Re: [nupic-discuss] Classifier inner workings

Matthew Taylor Wed, 22 Jan 2014 10:44:56 -0800

Allan, it's cool that you are doing this. You will probably get more
help tuning your work if you pushed it into a public github repo. Just
a suggestion.


Kind regards,
---------
Matt Taylor
OS Community Flag-Bearer
Numenta


On Wed, Jan 22, 2014 at 10:29 AM, Allan Inocêncio de Souza Costa
<[email protected]> wrote:
> Of course!
>
> Following is my model_params. My memory can handle about 512 columns in SP.
> Also, the pixels fields are setted in the end:
>
> MODEL_PARAMS = {
>     # Type of model that the rest of these parameters apply to.
>     'model': "CLA",
>
>     # Version that specifies the format of the config.
>     'version': 1,
>
>     # Intermediate variables used to compute fields in modelParams and also
>     # referenced from the control section.
>     'aggregationInfo': {   'days': 0,
>         'fields': [],
>         'hours': 0,
>         'microseconds': 0,
>         'milliseconds': 0,
>         'minutes': 0,
>         'months': 0,
>         'seconds': 0,
>         'weeks': 0,
>         'years': 0},
>
>     'predictAheadTime': None,
>
>     # Model parameter dictionary.
>     'modelParams': {
>         # The type of inference that this model will perform
>         'inferenceType': 'NontemporalClassification',
>
>         'sensorParams': {
>             # Sensor diagnostic output verbosity control;
>             # if > 0: sensor region will print out on screen what it's
> sensing
>             # at each step 0: silent; >=1: some info; >=2: more info;
>             # >=3: even more info (see compute() in
> py/regions/RecordSensor.py)
>             'verbosity' : 0,
>
>             # Example:
>             #     dsEncoderSchema = [
>             #       DeferredDictLookup('__field_name_encoder'),
>             #     ],
>             #
>             # (value generated from DS_ENCODER_SCHEMA)
>             'encoders': {
>                 u'label':     {
>                   'classifierOnly': True,
>                   'fieldname': u'label',
>                   'n': 121,
>                   'name': u'label',
>                   'type': 'ScalarEncoder',
>                   'minval':0,
>                   'maxval':9,
>                   'w': 21},
>             },
>
>             # A dictionary specifying the period for automatically-generated
>             # resets from a RecordSensor;
>             #
>             # None = disable automatically-generated resets (also disabled
> if
>             # all of the specified values evaluate to 0).
>             # Valid keys is the desired combination of the following:
>             #   days, hours, minutes, seconds, milliseconds, microseconds,
> weeks
>             #
>             # Example for 1.5 days: sensorAutoReset = dict(days=1,hours=12),
>             #
>             # (value generated from SENSOR_AUTO_RESET)

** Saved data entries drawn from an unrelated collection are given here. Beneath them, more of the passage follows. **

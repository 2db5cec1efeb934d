use std::path::PathBuf;

use crate::cli::prompt;
use crate::config::BackendConfig;
use crate::error::Result;
use crate::services::{ExecutionContext, ServiceInitializer};
use crate::settings::{load_settings, save_settings, settings_file_exists, shellexpand_path};

pub fn run(data_dir: Option<String>, extractor_url: Option<String>) -> Result<()> {
    let mut settings = load_settings();

    if let Some(dir) = data_dir {
        settings.data_dir = shellexpand_path(&dir);
    } else if !settings_file_exists() {
        let chosen = prompt(&format!("Data directory [{}]: ", settings.data_dir))?;
        if !chosen.is_empty() {
            settings.data_dir = shellexpand_path(&chosen);
        }
    }
    if let Some(url) = extractor_url {
        let url = url.trim().to_string();
        settings.extractor_url = (!url.is_empty()).then_some(url);
    }

    save_settings(&settings)?;
    let resolved = PathBuf::from(&settings.data_dir);
    std::fs::create_dir_all(&resolved)?;
    println!("Initialized finwise at {}", resolved.display());

    let config = BackendConfig::from_env();
    if !config.is_complete() {
        println!("Backend not configured: set FINWISE_API_KEY and FINWISE_PROJECT_ID (or add them to .env).");
        return Ok(());
    }
    match ServiceInitializer::new(config, ExecutionContext::Client, resolved).initialize() {
        Some(services) => println!("Backend ready: {}", services.app.db_path().display()),
        None => println!("Backend could not be opened; see the log for details."),
    }
    Ok(())
}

>             'sensorAutoReset' : None,
>         },
>
>         'spEnable': True,
>
>         'spParams': {
>             # SP diagnostic output verbosity control;
>             # 0: silent; >=1: some info; >=2: more info;
>             'spVerbosity' : 0,
>
>             'globalInhibition': 1,
>
>             # Number of cell columns in the cortical region (same number for
>             # SP and TP)
>             # (see also tpNCellsPerCol)
>             'columnCount': 256,
>
>             'inputWidth': 256,
>
>             # SP inhibition control (absolute value);
>             # Maximum number of active columns in the SP region's output
> (when
>             # there are more, the weaker ones are suppressed)

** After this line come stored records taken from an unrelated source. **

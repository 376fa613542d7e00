//! Shape validation of the raw review API response.
//!
//! The client hands over an untyped JSON document; this module checks it has
//! the expected structure and extracts the homework records plus the
//! server-supplied `current_date` stamp the cursor advances to.

use serde_json::Value;
use thiserror::Error;
use tracing::warn;

/// One homework as reported by the review API.
#[derive(Debug, Clone, PartialEq, Eq)]
pub struct HomeworkRecord {
    pub name: String,
    pub status: String,
}

/// A validated response: records in the order the API returned them, plus
/// the server's "as of" timestamp when it was present.
#[derive(Debug)]
pub struct ReviewBatch {
    pub homeworks: Vec<HomeworkRecord>,
    pub as_of: Option<i64>,
}

#[derive(Debug, Error, PartialEq, Eq)]
pub enum ValidateError {
    #[error("review API response is not a JSON object")]
    Shape,
    #[error("review API response has no \"homeworks\" list")]
    MissingField,
}

/// Validate a raw API response.
///
/// A malformed entry inside an otherwise valid `homeworks` list is skipped
/// with a warning rather than failing the whole batch, so one bad record
/// never blocks updates for the others.
pub fn validate(raw: &Value) -> Result<ReviewBatch, ValidateError> {
    let top = raw.as_object().ok_or(ValidateError::Shape)?;

    let homeworks = top
        .get("homeworks")
        .and_then(Value::as_array)
        .ok_or(ValidateError::MissingField)?;

    let mut records = Vec::with_capacity(homeworks.len());
    for (index, entry) in homeworks.iter().enumerate() {
        match parse_record(entry) {
            Some(record) => records.push(record),
            None => warn!("Skipping malformed homework entry at index {}", index),
        }
    }

    let as_of = top.get("current_date").and_then(Value::as_i64);

    Ok(ReviewBatch {
        homeworks: records,
        as_of,
    })
}

fn parse_record(entry: &Value) -> Option<HomeworkRecord> {
    let entry = entry.as_object()?;
    let name = entry.get("homework_name")?.as_str()?;
    let status = entry.get("status")?.as_str()?;
    if name.is_empty() || status.is_empty() {
        return None;
    }
    Some(HomeworkRecord {
        name: name.to_string(),
        status: status.to_string(),
    })
}

#[cfg(test)]
mod tests {
    use super::*;
    use serde_json::json;

    #[test]
    fn test_empty_homeworks_list_is_valid() {
        let raw = json!({ "homeworks": [], "current_date": 1_700_000_000 });

        let batch = validate(&raw).unwrap();

        assert!(batch.homeworks.is_empty());
        assert_eq!(batch.as_of, Some(1_700_000_000));
    }

    #[test]
    fn test_top_level_list_is_shape_error() {
        let raw = json!([{ "homework_name": "hw1", "status": "approved" }]);

        assert_eq!(validate(&raw).unwrap_err(), ValidateError::Shape);
    }

    #[test]
    fn test_top_level_string_is_shape_error() {
        let raw = json!("homeworks");

        assert_eq!(validate(&raw).unwrap_err(), ValidateError::Shape);
    }

    #[test]
    fn test_missing_homeworks_key() {
        let raw = json!({ "current_date": 1_700_000_000 });

        assert_eq!(validate(&raw).unwrap_err(), ValidateError::MissingField);
    }

    #[test]
    fn test_homeworks_not_a_list() {
        let raw = json!({ "homeworks": { "homework_name": "hw1" } });

        assert_eq!(validate(&raw).unwrap_err(), ValidateError::MissingField);
    }

    #[test]
    fn test_preserves_api_order() {
        let raw = json!({
            "homeworks": [
                { "homework_name": "hw2", "status": "reviewing" },
                { "homework_name": "hw1", "status": "approved" },
            ],
            "current_date": 1_700_000_000,
        });

        let batch = validate(&raw).unwrap();

        let names: Vec<&str> = batch.homeworks.iter().map(|r| r.name.as_str()).collect();
        assert_eq!(names, ["hw2", "hw1"]);
    }

    #[test]
    fn test_malformed_entries_are_skipped() {
        let raw = json!({
            "homeworks": [
                { "homework_name": "hw1", "status": "approved" },
                { "homework_name": "hw2" },
                { "homework_name": "", "status": "reviewing" },
                "not an object",
                { "homework_name": "hw3", "status": "rejected" },
            ],
        });

        let batch = validate(&raw).unwrap();

        let names: Vec<&str> = batch.homeworks.iter().map(|r| r.name.as_str()).collect();
        assert_eq!(names, ["hw1", "hw3"]);
    }

    #[test]
    fn test_missing_current_date() {
        let raw = json!({ "homeworks": [] });

        let batch = validate(&raw).unwrap();

        assert_eq!(batch.as_of, None);
    }
}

>             'numActivePerInhArea': 40,
>
>             'seed': 1956,
>
>             # coincInputPoolPct
>             # What percent of the columns's receptive field is available
>             # for potential synapses. At initialization time, we will
>             # choose coincInputPoolPct * (2*coincInputRadius+1)^2
>             'coincInputPoolPct': 0.5,
>
>             # The default connected threshold. Any synapse whose
>             # permanence value is above the connected threshold is
>             # a "connected synapse", meaning it can contribute to the
>             # cell's firing. Typical value is 0.10. Cells whose activity
>             # level before inhibition falls below minDutyCycleBeforeInh
>             # will have their own internal synPermConnectedCell
>             # threshold set below this default value.
>             # (This concept applies to both SP and TP and so 'cells'
>             # is correct here as opposed to 'columns')

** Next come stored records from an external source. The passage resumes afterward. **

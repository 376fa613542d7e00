use std::time::{SystemTime, UNIX_EPOCH};

use tracing::{error, info, Level};

use review_watcher::client::ReviewClient;
use review_watcher::config::Config;
use review_watcher::notify::TelegramNotifier;
use review_watcher::poll::{poll_loop, PollState};

fn now_secs() -> i64 {
    SystemTime::now()
        .duration_since(UNIX_EPOCH)
        .map(|d| d.as_secs() as i64)
        .unwrap_or(0)
}

#[tokio::main]
async fn main() {
    tracing_subscriber::fmt().with_max_level(Level::INFO).init();

    info!("Starting homework review watcher");

    let config = match Config::from_env() {
        Ok(config) => config,
        Err(e) => {
            error!("Failed to load configuration, cannot continue: {:#}", e);
            std::process::exit(1);
        }
    };

    let client = ReviewClient::new(config.endpoint.clone(), config.api_token.clone());
    let notifier = TelegramNotifier::new(config.telegram_token.clone(), config.chat_id.clone());

    if let Err(e) = notifier.validate_token().await {
        error!("Telegram bot token is unusable, cannot continue: {:#}", e);
        std::process::exit(1);
    }
    info!("Telegram bot token validated");

    let cursor = now_secs() - config.lookback_secs as i64;
    info!(
        "Polling every {} seconds starting from cursor {}",
        config.poll_interval_secs, cursor
    );

    poll_loop(
        PollState::new(cursor),
        &client,
        &notifier,
        config.poll_interval_secs,
    )
    .await;
}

>             'synPermConnected': 0.1,
>
>             'synPermActiveInc': 0.1,
>
>             'synPermInactiveDec': 0.01,
>
>             'randomSP': 0,
>         },
>
>         # Controls whether TP is enabled or disabled;
>         # TP is necessary for making temporal predictions, such as
> predicting
>         # the next inputs.  Without TP, the model is only capable of
>         # reconstructing missing sensor inputs (via SP).
>         'tpEnable' : False,
>
>         'tpParams': {
>             # TP diagnostic output verbosity control;
>             # 0: silent; [1..6]: increasing levels of verbosity
>             # (see verbosity in nta/trunk/py/nupic/research/TP.py and
> TP10X*.py)
>             'verbosity': 0,
>
>             # Number of cell columns in the cortical region (same number for
>             # SP and TP)
>             # (see also tpNCellsPerCol)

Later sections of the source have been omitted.